From the opening frames — a rain-slicked Virginia autopsy table lit by a single harsh lamp — Kidman owns the screen. Her Scarpetta is brilliant, brittle, and quietly furious: a woman who speaks fluent death and still flinches at grief. Gone is the icy detachment of Cornwell’s early novels; this Scarpetta bleeds (sometimes literally) for every victim. Kidman’s eyes, those famous arctic blues, flicker between clinical precision and barely-contained rage when politics or bureaucracy dare interfere with justice. One early reviewer wrote, “She makes you forget you’re watching Nicole Kidman — you’re watching a woman who has cut open more secrets than any detective alive.”

Nicole Kidman, Jamie Lee Curtis to Lead Kay Scarpetta Show at Amazon

The eight-episode first season, adapted by Liz Heldens (The Passage) and directed in part by Patricia Riggen, wastes no time. Episode one throws viewers into a triple homicide that appears ritualistic — until Scarpetta’s scalpel reveals something far more calculated and personal. What follows is a labyrinth of forensic twists, corporate corruption, and buried family trauma that pulls Scarpetta, her niece Lucy (Ariana DeBose, electric), tech genius Pete Marino (Bobby Cannavale, gruff perfection), and haunted investigator Wesley Benton (Simon Rex, a revelation) into a conspiracy that threatens to unravel everything Scarpetta believes about truth itself.

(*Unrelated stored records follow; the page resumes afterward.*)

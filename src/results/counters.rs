//! Atomic session counters

use serde::{Deserialize, Serialize};
use std::fmt;
use std::sync::atomic::{AtomicU64, Ordering};
use std::sync::Mutex;
use thiserror::Error;

use crate::models::HostStatus;

/// A merge that would push a bucket past `u64::MAX`
#[derive(Error, Debug, Clone, Copy, PartialEq, Eq)]
#[error("Adding {delta:?} to {current:?} would overflow the counters")]
pub struct CounterOverflow {
    pub current: CounterSnapshot,
    pub delta: CounterSnapshot,
}

/// Running totals for one runner instance
///
/// Increment-only. Each bucket is updated with a single atomic add, so units
/// running on different threads never observe a torn value.
#[derive(Debug, Default)]
pub struct Counters {
    total: AtomicU64,
    success: AtomicU64,
    failure: AtomicU64,
    error: AtomicU64,
    merging: Mutex<()>,
}

impl Counters {
    pub fn new() -> Self {
        Self::default()
    }

    /// Count one emitted event
    ///
    /// Anything that is neither a success nor an error lands in the failure
    /// bucket, skipped events included.
    pub fn record(&self, status: HostStatus) {
        self.total.fetch_add(1, Ordering::Relaxed);
        let bucket = match status {
            HostStatus::Success => &self.success,
            HostStatus::Error => &self.error,
            HostStatus::Failure | HostStatus::Skipped => &self.failure,
        };
        bucket.fetch_add(1, Ordering::Relaxed);
    }

    /// Add a worker's totals into these counters
    ///
    /// All four buckets are checked before any is touched, so a rejected
    /// delta leaves the counters as they were.
    pub fn merge(&self, delta: &CounterSnapshot) -> Result<(), CounterOverflow> {
        let _guard = self.merging.lock().unwrap_or_else(|e| e.into_inner());

        let current = self.snapshot();
        if current.checked_add(delta).is_none() {
            return Err(CounterOverflow {
                current,
                delta: *delta,
            });
        }

        self.total.fetch_add(delta.total, Ordering::Relaxed);
        self.success.fetch_add(delta.success, Ordering::Relaxed);
        self.failure.fetch_add(delta.failure, Ordering::Relaxed);
        self.error.fetch_add(delta.error, Ordering::Relaxed);
        Ok(())
    }

    pub fn snapshot(&self) -> CounterSnapshot {
        CounterSnapshot {
            total: self.total.load(Ordering::Relaxed),
            success: self.success.load(Ordering::Relaxed),
            failure: self.failure.load(Ordering::Relaxed),
            error: self.error.load(Ordering::Relaxed),
        }
    }
}

/// Plain copy of the counters at one point in time
#[derive(Clone, Copy, Debug, Default, PartialEq, Eq, Serialize, Deserialize)]
pub struct CounterSnapshot {
    pub total: u64,
    pub success: u64,
    pub failure: u64,
    pub error: u64,
}

impl CounterSnapshot {
    pub fn new(total: u64, success: u64, failure: u64, error: u64) -> Self {
        Self {
            total,
            success,
            failure,
            error,
        }
    }

    pub fn is_passed(&self) -> bool {
        self.total == self.success
    }

    /// Bucket-wise sum, `None` if any bucket overflows
    pub fn checked_add(&self, other: &CounterSnapshot) -> Option<CounterSnapshot> {
        Some(CounterSnapshot {
            total: self.total.checked_add(other.total)?,
            success: self.success.checked_add(other.success)?,
            failure: self.failure.checked_add(other.failure)?,
            error: self.error.checked_add(other.error)?,
        })
    }

    pub fn heading(&self) -> &'static str {
        if self.is_passed() {
            "Passed"
        } else {
            "Failed"
        }
    }
}

impl fmt::Display for CounterSnapshot {
    fn fmt(&self, f: &mut fmt::Formatter<'_>) -> fmt::Result {
        write!(
            f,
            "{}: Total {}, Failed {}, Errors {}, Passed {}",
            self.heading(),
            self.total,
            self.failure,
            self.error,
            self.success
        )
    }
}

#[cfg(test)]
mod tests {
    use super::*;
    use std::sync::Arc;
    use std::thread;

    #[test]
    fn test_record_buckets() {
        let counters = Counters::new();
        counters.record(HostStatus::Success);
        counters.record(HostStatus::Failure);
        counters.record(HostStatus::Error);
        counters.record(HostStatus::Skipped);

        assert_eq!(counters.snapshot(), CounterSnapshot::new(4, 1, 2, 1));
    }

    #[test]
    fn test_merge_adds_delta() {
        let counters = Counters::new();
        counters.record(HostStatus::Success);
        counters.merge(&CounterSnapshot::new(7, 5, 1, 1)).unwrap();

        assert_eq!(counters.snapshot(), CounterSnapshot::new(8, 6, 1, 1));
    }

    #[test]
    fn test_overflowing_merge_is_rejected_whole() {
        let counters = Counters::new();
        counters.merge(&CounterSnapshot::new(1, 1, 0, 0)).unwrap();

        let delta = CounterSnapshot::new(u64::MAX, u64::MAX, 0, 0);
        let err = counters.merge(&delta).unwrap_err();

        assert_eq!(err.current, CounterSnapshot::new(1, 1, 0, 0));
        assert_eq!(err.delta, delta);
        assert_eq!(counters.snapshot(), CounterSnapshot::new(1, 1, 0, 0));

        // only the last bucket overflows; earlier ones must not move either
        counters.merge(&CounterSnapshot::new(0, 0, 0, u64::MAX)).unwrap();
        assert!(counters.merge(&CounterSnapshot::new(2, 2, 0, 1)).is_err());
        assert_eq!(counters.snapshot(), CounterSnapshot::new(1, 1, 0, u64::MAX));
    }

    #[test]
    fn test_concurrent_records() {
        let counters = Arc::new(Counters::new());
        let statuses = [HostStatus::Success, HostStatus::Failure, HostStatus::Error];

        let handles: Vec<_> = (0..8)
            .map(|t| {
                let counters = counters.clone();
                thread::spawn(move || {
                    for i in 0..1000 {
                        counters.record(statuses[(t + i) % 3]);
                    }
                })
            })
            .collect();

        for handle in handles {
            handle.join().unwrap();
        }

        let snapshot = counters.snapshot();
        assert_eq!(snapshot.total, 8000);
        assert_eq!(snapshot.success + snapshot.failure + snapshot.error, 8000);

        let expected = |offset: usize| -> u64 {
            (0..8usize)
                .map(|t| (0..1000usize).filter(|i| (t + i) % 3 == offset).count() as u64)
                .sum()
        };
        assert_eq!(snapshot.success, expected(0));
        assert_eq!(snapshot.failure, expected(1));
        assert_eq!(snapshot.error, expected(2));
    }

    #[test]
    fn test_summary_line() {
        assert_eq!(
            CounterSnapshot::new(3, 2, 1, 0).to_string(),
            "Failed: Total 3, Failed 1, Errors 0, Passed 2"
        );
        assert_eq!(
            CounterSnapshot::new(2, 2, 0, 0).to_string(),
            "Passed: Total 2, Failed 0, Errors 0, Passed 2"
        );
        assert_eq!(CounterSnapshot::default().heading(), "Passed");
    }
}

Atmospheric doesn’t begin to cover it. Cinematographer Polly Morgan bathes Richmond’s morgues in cold greens and morgue-steel greys, while the Virginia countryside looms like a character — beautiful, deceptive, lethal. Hans Zimmer’s sparse, heartbeat-driven score pulses underneath every scene, turning routine procedures into something almost sacred.

Critics have run out of superlatives. The Hollywood Reporter calls it “an impossibly clever crime drama that respects both the science and the soul of Cornwell’s world.” Variety declares Kidman “ferociously good — the kind of performance that reminds you why we fell in love with her in the first place.” Rolling Stone simply wrote: “10/10. Cancel your weekend.”

Early viewers lucky enough to attend test screenings have been even more effusive. “I forgot to breathe during episode two,” one posted anonymously. “The twist at the 42-minute mark actually made me yell at my TV.” Another: “This is what happens when you give Nicole Kidman a scalpel and zero guardrails.”

Jamie Dornan’s guest arc as a charming but dangerous suspect has already sparked “I need him arrested and/or in my bed” memes across social media, while DeBose’s Lucy — a queer, genius hacker with mommy issues — is being hailed as the breakout character of the year.

Cornwell herself, famously protective of her 28-book empire, gave the series her blessing after reading the pilot: “Nicole doesn’t play Kay — she becomes her. I cried. Then I asked for more episodes.”

With weekly drops confirmed through January, Scarpetta is poised to dominate awards season chatter the way The Undoing and Big Little Lies once did — only darker, sharper, and infinitely more addictive. If you crave series that respect your intelligence, reward your attention, and leave you desperate for the next autopsy report, clear your schedule.

Nicole Kidman just dissected television — and the patient was already dead.